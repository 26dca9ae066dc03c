use std::collections::HashMap;
use std::io::{Read, Seek};

use super::{WML_NS, read_zip_text, wml, wml_bool, wml_underline};

/// Bold/italic/underline as declared by one style. `None` defers to the
/// next level of the hierarchy.
#[derive(Clone, Debug, Default)]
pub(super) struct StyleProps {
    pub(super) bold: Option<bool>,
    pub(super) italic: Option<bool>,
    pub(super) underline: Option<bool>,
    pub(super) based_on: Option<String>,
}

impl StyleProps {
    fn from_rpr(rpr: Option<roxmltree::Node>, based_on: Option<String>) -> Self {
        Self {
            bold: rpr.and_then(|n| wml_bool(n, "b")),
            italic: rpr.and_then(|n| wml_bool(n, "i")),
            underline: rpr.and_then(wml_underline),
            based_on,
        }
    }
}

pub(super) struct StyleDefaults {
    pub(super) bold: bool,
    pub(super) italic: bool,
    pub(super) underline: bool,
}

pub(super) struct StylesInfo {
    pub(super) defaults: StyleDefaults,
    pub(super) paragraph_styles: HashMap<String, StyleProps>,
    pub(super) character_styles: HashMap<String, StyleProps>,
}

impl StylesInfo {
    fn empty() -> Self {
        StylesInfo {
            defaults: StyleDefaults {
                bold: false,
                italic: false,
                underline: false,
            },
            paragraph_styles: HashMap::new(),
            character_styles: HashMap::new(),
        }
    }
}

pub(super) fn parse_styles<R: Read + Seek>(zip: &mut zip::ZipArchive<R>) -> StylesInfo {
    let mut info = StylesInfo::empty();

    let Some(xml_content) = read_zip_text(zip, "word/styles.xml") else {
        return info;
    };
    let Ok(xml) = roxmltree::Document::parse(&xml_content) else {
        log::warn!("word/styles.xml is not valid XML, ignoring styles");
        return info;
    };

    let root = xml.root_element();

    if let Some(rpr) = wml(root, "docDefaults")
        .and_then(|n| wml(n, "rPrDefault"))
        .and_then(|n| wml(n, "rPr"))
    {
        info.defaults.bold = wml_bool(rpr, "b").unwrap_or(false);
        info.defaults.italic = wml_bool(rpr, "i").unwrap_or(false);
        info.defaults.underline = wml_underline(rpr).unwrap_or(false);
    }

    for style_node in root.children() {
        if style_node.tag_name().name() != "style"
            || style_node.tag_name().namespace() != Some(WML_NS)
        {
            continue;
        }
        let Some(style_id) = style_node.attribute((WML_NS, "styleId")) else {
            continue;
        };
        let based_on = wml(style_node, "basedOn")
            .and_then(|n| n.attribute((WML_NS, "val")))
            .map(|s| s.to_string());
        let props = StyleProps::from_rpr(wml(style_node, "rPr"), based_on);

        match style_node.attribute((WML_NS, "type")) {
            Some("paragraph") => {
                info.paragraph_styles.insert(style_id.to_string(), props);
            }
            Some("character") => {
                info.character_styles.insert(style_id.to_string(), props);
            }
            _ => {}
        }
    }

    resolve_based_on(&mut info.paragraph_styles);
    resolve_based_on(&mut info.character_styles);

    log::debug!(
        "Styles: {} paragraph, {} character",
        info.paragraph_styles.len(),
        info.character_styles.len()
    );
    info
}

fn resolve_based_on(styles: &mut HashMap<String, StyleProps>) {
    let ids: Vec<String> = styles.keys().cloned().collect();
    for id in ids {
        let mut chain: Vec<String> = Vec::new();
        let mut current = id.clone();
        loop {
            if chain.contains(&current) {
                break;
            }
            chain.push(current.clone());
            match styles.get(&current).and_then(|s| s.based_on.clone()) {
                Some(parent) => current = parent,
                None => break,
            }
        }

        // Walk ancestors from furthest to closest; closer ones override.
        let mut inh = StyleProps::default();
        for ancestor_id in chain.iter().rev() {
            if let Some(s) = styles.get(ancestor_id) {
                inh.bold = s.bold.or(inh.bold);
                inh.italic = s.italic.or(inh.italic);
                inh.underline = s.underline.or(inh.underline);
            }
        }

        if let Some(s) = styles.get_mut(&id) {
            s.bold = s.bold.or(inh.bold);
            s.italic = s.italic.or(inh.italic);
            s.underline = s.underline.or(inh.underline);
        }
    }
}
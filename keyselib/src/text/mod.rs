/*
 * keysel - text mod.
 *
 * Copyright 2017-2020 Manos Pitsidianakis
 *
 * This file is part of keysel.
 *
 * keysel is free software: you can redistribute it and/or modify
 * it under the terms of the GNU General Public License as published by
 * the Free Software Foundation, either version 3 of the License, or
 * (at your option) any later version.
 *
 * keysel is distributed in the hope that it will be useful,
 * but WITHOUT ANY WARRANTY; without even the implied warranty of
 * MERCHANTABILITY or FITNESS FOR A PARTICULAR PURPOSE.  See the
 * GNU General Public License for more details.
 *
 * You should have received a copy of the GNU General Public License
 * along with keysel. If not, see <http://www.gnu.org/licenses/>.
 */

//! Display width and charset helpers for terminal output.

use unicode_segmentation::UnicodeSegmentation;

pub mod charset;
pub mod wcwidth;
pub use charset::DisplayCharset;
pub use wcwidth::*;

pub trait TextProcessing: UnicodeSegmentation + CodePointsIter {
    /// Returns the total width of all graphemes using [`wcwidth`] for each
    /// code-point.
    fn grapheme_width(&self) -> usize {
        let mut count = 0;
        for c in self.code_points() {
            count += wcwidth(c).unwrap_or(0);
        }

        count
    }

    /// Returns the amount of graphemes.
    fn grapheme_len(&self) -> usize {
        UnicodeSegmentation::graphemes(self, true).count()
    }
}

impl TextProcessing for str {}

pub trait Truncate {
    fn truncate_at_boundary(&mut self, new_len: usize);
    fn trim_at_boundary(&self, new_len: usize) -> &str;
}

impl Truncate for &str {
    fn truncate_at_boundary(&mut self, new_len: usize) {
        if new_len >= self.len() {
            return;
        }

        if let Some((end, _)) = UnicodeSegmentation::grapheme_indices(*self, true).nth(new_len) {
            *self = &self[..end];
        }
    }

    /// Keep the first `new_len` graphemes.
    fn trim_at_boundary(&self, new_len: usize) -> &str {
        if new_len >= self.len() {
            return self;
        }

        match UnicodeSegmentation::grapheme_indices(*self, true).nth(new_len) {
            Some((end, _)) => &self[..end],
            None => self,
        }
    }
}

impl Truncate for String {
    fn truncate_at_boundary(&mut self, new_len: usize) {
        let end = self.as_str().trim_at_boundary(new_len).len();
        Self::truncate(self, end);
    }

    fn trim_at_boundary(&self, new_len: usize) -> &str {
        let s: &str = self.as_str();
        let end = s.trim_at_boundary(new_len).len();
        &self[..end]
    }
}
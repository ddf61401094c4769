/*
 * keysel - main.rs
 *
 * Copyright 2017-2018 Manos Pitsidianakis
 *
 * This file is part of keysel.
 *
 * keysel is free software: you can redistribute it and/or modify
 * it under the terms of the GNU General Public License as published by
 * the Free Software Foundation, either version 3 of the License, or
 * (at your option) any later version.
 *
 * keysel is distributed in the hope that it will be useful,
 * but WITHOUT ANY WARRANTY; without even the implied warranty of
 * MERCHANTABILITY or FITNESS FOR A PARTICULAR PURPOSE.  See the
 * GNU General Public License for more details.
 *
 * You should have received a copy of the GNU General Public License
 * along with keysel. If not, see <http://www.gnu.org/licenses/>.
 */

//! Command line client binary.
//!
//! The key handling is done in the `keyselib` crate; this binary parses the
//! command line and dispatches to [`keysel::subcommands`].

use keysel::{args::*, *};

fn main() {
    // Dates stay in the C locale if the environment names an unknown one.
    _ = keyselib::utils::datetime::init_locale();
    let opt = Opt::from_args();
    ::std::process::exit(match run_app(opt) {
        Ok(()) => 0,
        Err(err) => {
            eprintln!("{}", err);
            1
        }
    });
}

fn run_app(opt: Opt) -> Result<()> {
    if let Some(config_location) = opt.config.as_ref() {
        std::env::set_var(conf::CONFIG_ENV_VAR, config_location);
    }
    opt.execute()
}
//
// keysel - crypto tests
//
// Copyright 2024 Emmanouil Pitsidianakis <manos@pitsidianak.is>
//
// This file is part of keysel.
//
// keysel is free software: you can redistribute it and/or modify
// it under the terms of the GNU General Public License as published by
// the Free Software Foundation, either version 3 of the License, or
// (at your option) any later version.
//
// keysel is distributed in the hope that it will be useful,
// but WITHOUT ANY WARRANTY; without even the implied warranty of
// MERCHANTABILITY or FITNESS FOR A PARTICULAR PURPOSE.  See the
// GNU General Public License for more details.
//
// You should have received a copy of the GNU General Public License
// along with keysel. If not, see <http://www.gnu.org/licenses/>.
//
// SPDX-License-Identifier: EUPL-1.2 OR GPL-3.0-or-later

use std::{
    collections::VecDeque,
    path::{Path, PathBuf},
};

use super::{
    dn::{
        INVALID_DN_PLACEHOLDER, INVALID_ENCODING_PLACEHOLDER, UNKNOWN_ENCODING_PLACEHOLDER,
    },
    format::{Field, Padding, Segment},
    selection::{
        validity_warning, ID_MARGINAL_WARNING, ID_NOT_VALID_WARNING, ID_UNDEFINED_WARNING,
        ID_UNUSABLE_WARNING, KEY_UNUSABLE_MSG,
    },
    *,
};
use crate::{
    error::{Error, Result},
    text::DisplayCharset,
    utils::datetime::{formats, timestamp_to_string},
};

const FPR: &str = "0123456789ABCDEF0123456789ABCDEF01234567";

fn pgp_key(uid: &str, fpr: &str, validity: Validity) -> Key {
    Key {
        protocol: Protocol::OpenPgp,
        flags: KeyFlags::CAN_ENCRYPT | KeyFlags::CAN_SIGN,
        validity,
        uids: vec![UserId::new(uid)],
        subkeys: vec![SubKey {
            keyid: fpr[fpr.len() - 16..].to_string(),
            fpr: Some(fpr.to_string()),
            flags: KeyFlags::CAN_SIGN | KeyFlags::CAN_CERTIFY,
            timestamp: 0,
            expires: 0,
            length: 4096,
            algorithm: "RSA".to_string(),
        }],
        ..Key::default()
    }
}

fn x509_cert(subject: &str, fpr: &str, issuer: Option<&str>) -> Key {
    Key {
        protocol: Protocol::X509,
        flags: KeyFlags::CAN_SIGN,
        validity: Validity::Unknown,
        uids: vec![UserId::new(subject)],
        subkeys: vec![SubKey {
            keyid: fpr[fpr.len().saturating_sub(16)..].to_string(),
            fpr: Some(fpr.to_string()),
            flags: KeyFlags::CAN_SIGN,
            length: 2048,
            algorithm: "RSA".to_string(),
            ..SubKey::default()
        }],
        issuer_serial: Some("01A2".to_string()),
        issuer_name: Some("CN=Root CA,O=Example".to_string()),
        chain_id: issuer.map(str::to_string),
    }
}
+ + +
### Activity
Repeat exactly the lines that run from the opening of the listing through the line holding "Option<roxmltree::Node>, based_on: Option<String>)". Leave out everything else.

### Response box
repository 26dca9ae066dc03c
use std::collections::HashMap;
use std::io::{Read, Seek};

use super::{WML_NS, read_zip_text, wml, wml_bool, wml_underline};

/// Bold/italic/underline as declared by one style. `None` defers to the
/// next level of the hierarchy.
#[derive(Clone, Debug, Default)]
pub(super) struct StyleProps {
    pub(super) bold: Option<bool>,
    pub(super) italic: Option<bool>,
    pub(super) underline: Option<bool>,
    pub(super) based_on: Option<String>,
}

impl StyleProps {
    fn from_rpr(rpr: Option<roxmltree::Node>, based_on: Option<String>) -> Self {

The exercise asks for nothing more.